Fig. 2 |. Results from primary T-cell isolation and editing.

a, Flow cytometry histograms depicting CD4 and CD25 levels on the cell surface of PBMCs (red), CD4⁺ T cells post enrichment (blue), and CD4⁺ T cells post stimulation with anti-CD3/anti-CD28/IL-2 (orange). After successful isolation and stimulation, the resultant cell population should be >95% CD4⁺ and >90% CD25⁺. Samples were run on an Attune NxT Flow cytometer and analyzed using FlowJo software v.10.1 (n > 100,000 events). b, Flow cytometry histogram depicting CXCR4 levels on the cell surface of primary T cells treated with non-targeting crRNPs (blue) or CXCR4-targeting crRNPs (red) relative to an unstained control (gray).

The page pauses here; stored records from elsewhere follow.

//! Forge abstraction core.
//!
//! The [`Forge`] trait is the uniform operation set every backend
//! implements; [`Context`] carries the resolved configuration, the
//! forge-kind resolution chain and the persistent HTTP client; the
//! backend modules translate the uniform operations into each forge's
//! REST dialect and back into the normalized `forge_types` shapes.
//!
//! Operations a backend does not support fail uniformly with
//! `"<op> is not available on this forge"` and never touch the network.

pub mod bugzilla;
pub mod context;
pub mod error;
pub mod forge;
pub mod gitea;
pub mod github;
pub mod gitlab;

mod parse;
mod session;

pub use context::{Context, ContextBuilder};
pub use error::{Error, Result};
pub use forge::{forge, Forge};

After successful editing with CXCR4-targeting crRNPs, the resultant cell population should be <10% CXCR4+. Samples were run on an Attune NxT Flow cytometer and analyzed using FlowJo software v.10.1 (n > 100,000 events). c (Left), Chromatograms from Sanger sequencing of PCR amplicons over a target site in the CCNT1 locus in non-targeting treated cells (bottom) and in cells treated with CCNTI-targeting crRNPs (top). The gRNA target sequence and associated PAM are highlighted below. (Right) The TIDE output calculating the percentage of indels from these chromatograms. The total efficiency of indel generation provides a good estimate of knockout percentage in a cell population following crRNP treatment.